▶ What you have to do
Among these records, which lines include "const"? Copy them out.
-------- Data extract
use crate::cache::{RefreshStrategy, SystemClock};
use crate::config::Config;
use crate::state::AppState;
use crate::upstream::HolidayApi;
use crate::utils::fmt_duration;
use crate::web::create_router;
use anyhow::Context;
use std::net::SocketAddr;
use std::process::ExitCode;
use std::sync::Arc;
use tokio::net::TcpListener;
use tokio::sync::oneshot;
use tracing::{error, info, warn};

/// Main application struct containing all necessary components
pub struct App {
    config: Config,
    app_state: AppState,
}

impl App {
    /// Validate configuration and build the shared cache.
    pub async fn new(config: Config) -> Result<Self, anyhow::Error> {
        let schedule = config
            .refresh_schedule()
            .context("Invalid refresh configuration")?;

        match schedule.strategy() {
            RefreshStrategy::Ttl { ttl } => {
                info!(ttl = fmt_duration(*ttl), timezone = %schedule.timezone(), "TTL refresh policy");
            }
            RefreshStrategy::Scheduled {
                allowed_hours,
                emergency_threshold,
            } => {
                info!(
                    hours = ?allowed_hours,
                    emergency_threshold = emergency_threshold.map(fmt_duration),
                    timezone = %schedule.timezone(),
                    "Scheduled refresh policy"
                );
            }
        }

        if let Some(ttl) = config.ignored_ttl() {
            warn!(
                ttl = fmt_duration(ttl),
                "REFRESH_TTL is ignored while REFRESH_ALLOWED_HOURS is set"
            );
        }

        let holiday_api =
            HolidayApi::new(config.holiday_api()).context("Failed to create holiday API client")?;

        let app_state = AppState::new(
            &config,
            schedule,
            Arc::new(holiday_api),
            Arc::new(SystemClock),
        );

        info!(mode = ?config.refresh_mode, "holiday cache ready");

        Ok(App { config, app_state })
    }

    pub fn state(&self) -> &AppState {
        &self.app_state
    }

    /// Serve HTTP until a shutdown signal, then drain for at most `SHUTDOWN_TIMEOUT`.
    pub async fn run(self) -> ExitCode {
        if self.config.refresh_warm_on_start && self.app_state.gateway.coalescer().trigger() {
            info!("Warming holiday cache");
        }

        let addr = SocketAddr::from(([0, 0, 0, 0], self.config.port));
        let listener = match TcpListener::bind(addr).await {
            Ok(listener) => listener,
            Err(e) => {
                error!(%addr, error = %e, "Failed to bind web server");
                return ExitCode::FAILURE;
            }
        };
        info!(%addr, "web server listening");

        let router = create_router(self.app_state);
        let (signalled_tx, signalled_rx) = oneshot::channel();
        let server = axum::serve(listener, router).with_graceful_shutdown(async move {
            shutdown_signal().await;
            let _ = signalled_tx.send(());
        });

        let shutdown_timeout = self.config.shutdown_timeout;
        let drain_deadline = async move {
            if signalled_rx.await.is_err() {
                // Server ended on its own; never fire.
                std::future::pending::<()>().await;
            }
            tokio::time::sleep(shutdown_timeout).await;
        };

        tokio::select! {
            result = server => match result {
                Ok(()) => {
                    info!("web server stopped");
                    ExitCode::SUCCESS
                }
                Err(e) => {
                    error!(error = %e, "web server failed");
                    ExitCode::FAILURE
                }
            },
            _ = drain_deadline => {
                warn!(
                    timeout = fmt_duration(shutdown_timeout),
                    "Graceful shutdown timed out, exiting"
                );
                ExitCode::FAILURE
            }
        }
    }
}

async fn shutdown_signal() {
    let ctrl_c = async {
        if let Err(e) = tokio::signal::ctrl_c().await {
            error!(error = %e, "Failed to listen for Ctrl+C");
            std::future::pending::<()>().await;
        }
    };

    #[cfg(unix)]
    let terminate = async {
        match tokio::signal::unix::signal(tokio::signal::unix::SignalKind::terminate()) {
            Ok(mut signal) => {
                signal.recv().await;
            }
            Err(e) => {
                error!(error = %e, "Failed to listen for SIGTERM");
                std::future::pending::<()>().await;
            }
        }
    };

    #[cfg(not(unix))]
    let terminate = std::future::pending::<()>();

    tokio::select! {
        _ = ctrl_c => info!("Received Ctrl+C, shutting down"),
        _ = terminate => info!("Received SIGTERM, shutting down"),
    }
}
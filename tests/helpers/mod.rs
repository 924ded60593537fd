//! Shared fixtures for integration tests.
#![allow(dead_code)]

use async_trait::async_trait;
use chrono::{DateTime, TimeZone, Utc};
use chrono_tz::Asia::Seoul;
use holiday_cache::cache::{
    CacheGateway, CacheStore, Clock, Coalescer, LatencyPolicy, RefreshSchedule,
};
use holiday_cache::upstream::{UpstreamError, UpstreamFetcher};
use serde_json::{Value, json};
use std::collections::VecDeque;
use std::sync::atomic::{AtomicUsize, Ordering};
use std::sync::{Arc, Mutex};
use std::time::Duration;
use tokio::sync::Semaphore;

/// One scripted upstream outcome.
pub enum Step {
    Ok(Value),
    Fail(&'static str),
}

/// Upstream stand-in that counts calls and replays a script.
///
/// Once the script runs out every call succeeds with [`make_payload`]. A
/// gated fetcher holds each call until [`FakeFetcher::release`] hands out a
/// permit.
pub struct FakeFetcher {
    calls: AtomicUsize,
    script: Mutex<VecDeque<Step>>,
    gate: Option<Semaphore>,
}

impl FakeFetcher {
    pub fn new() -> Arc<Self> {
        Self::build(Vec::new(), false)
    }

    pub fn gated() -> Arc<Self> {
        Self::build(Vec::new(), true)
    }

    pub fn scripted(steps: Vec<Step>) -> Arc<Self> {
        Self::build(steps, false)
    }

    pub fn scripted_gated(steps: Vec<Step>) -> Arc<Self> {
        Self::build(steps, true)
    }

    fn build(steps: Vec<Step>, gated: bool) -> Arc<Self> {
        Arc::new(Self {
            calls: AtomicUsize::new(0),
            script: Mutex::new(steps.into()),
            gate: gated.then(|| Semaphore::new(0)),
        })
    }

    /// Let `n` held (or future) calls proceed.
    pub fn release(&self, n: usize) {
        if let Some(gate) = &self.gate {
            gate.add_permits(n);
        }
    }

    pub fn calls(&self) -> usize {
        self.calls.load(Ordering::SeqCst)
    }
}

#[async_trait]
impl UpstreamFetcher for FakeFetcher {
    async fn fetch(&self) -> Result<Value, UpstreamError> {
        let call = self.calls.fetch_add(1, Ordering::SeqCst) + 1;

        if let Some(gate) = &self.gate {
            gate.acquire()
                .await
                .expect("gate semaphore closed")
                .forget();
        }

        let step = self.script.lock().unwrap().pop_front();
        match step {
            Some(Step::Ok(value)) => Ok(value),
            Some(Step::Fail(message)) => Err(UpstreamError::Other(anyhow::anyhow!(message))),
            None => Ok(make_payload(call)),
        }
    }
}

/// Clock the test moves by hand.
pub struct ManualClock {
    now: Mutex<DateTime<Utc>>,
}

impl ManualClock {
    pub fn at(now: DateTime<Utc>) -> Arc<Self> {
        Arc::new(Self {
            now: Mutex::new(now),
        })
    }

    pub fn set(&self, now: DateTime<Utc>) {
        *self.now.lock().unwrap() = now;
    }

    pub fn advance(&self, by: chrono::Duration) {
        *self.now.lock().unwrap() += by;
    }
}

impl Clock for ManualClock {
    fn now(&self) -> DateTime<Utc> {
        *self.now.lock().unwrap()
    }
}

/// A wall-clock time in Seoul, as UTC.
pub fn seoul(year: i32, month: u32, day: u32, hour: u32, minute: u32) -> DateTime<Utc> {
    Seoul
        .with_ymd_and_hms(year, month, day, hour, minute, 0)
        .single()
        .expect("unambiguous Seoul time")
        .with_timezone(&Utc)
}

/// Upstream-shaped document tagged with the call that produced it.
pub fn make_payload(call: usize) -> Value {
    json!({
        "response": {
            "header": { "resultCode": "00", "resultMsg": "NORMAL SERVICE." },
            "body": {
                "items": { "item": [
                    { "dateKind": "01", "dateName": "설날", "isHoliday": "Y", "locdate": 20250129, "seq": call },
                    { "dateKind": "01", "dateName": "삼일절", "isHoliday": "Y", "locdate": 20250301, "seq": call }
                ]},
                "numOfRows": 2,
                "pageNo": 1,
                "totalCount": 2
            }
        }
    })
}

/// The `seq` tag written by [`make_payload`].
pub fn payload_seq(payload: &Value) -> Option<u64> {
    payload
        .pointer("/response/body/items/item/0/seq")
        .and_then(Value::as_u64)
}

pub struct Harness {
    pub store: Arc<CacheStore>,
    pub coalescer: Coalescer,
    pub gateway: Arc<CacheGateway>,
    pub fetcher: Arc<FakeFetcher>,
    pub clock: Arc<ManualClock>,
}

pub const FETCH_TIMEOUT: Duration = Duration::from_secs(5);
pub const FAILURE_COOLDOWN: Duration = Duration::from_secs(30);

/// Wire a full cache around a fake fetcher and a manual clock.
pub fn make_harness(
    fetcher: Arc<FakeFetcher>,
    clock: Arc<ManualClock>,
    schedule: RefreshSchedule,
    latency: LatencyPolicy,
) -> Harness {
    make_harness_with_timeout(fetcher, clock, schedule, latency, FETCH_TIMEOUT)
}

pub fn make_harness_with_timeout(
    fetcher: Arc<FakeFetcher>,
    clock: Arc<ManualClock>,
    schedule: RefreshSchedule,
    latency: LatencyPolicy,
    fetch_timeout: Duration,
) -> Harness {
    let store = Arc::new(CacheStore::new(schedule.timezone()));
    let coalescer = Coalescer::new(
        store.clone(),
        fetcher.clone(),
        clock.clone(),
        fetch_timeout,
    );
    let gateway = Arc::new(CacheGateway::new(
        store.clone(),
        coalescer.clone(),
        schedule,
        latency,
        FAILURE_COOLDOWN,
        clock.clone(),
    ));

    Harness {
        store,
        coalescer,
        gateway,
        fetcher,
        clock,
    }
}

pub fn ttl_schedule(ttl: Duration) -> RefreshSchedule {
    RefreshSchedule::ttl(ttl, Seoul).expect("valid ttl")
}

/// Wait for a background refresh to finish.
pub async fn settle(coalescer: &Coalescer) {
    for _ in 0..200 {
        if !coalescer.in_flight() {
            return;
        }
        tokio::time::sleep(Duration::from_millis(5)).await;
    }
    panic!("refresh still in flight");
}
----------------
▶ Written response
pub const FETCH_TIMEOUT: Duration = Duration::from_secs(5);
pub const FAILURE_COOLDOWN: Duration = Duration::from_secs(30);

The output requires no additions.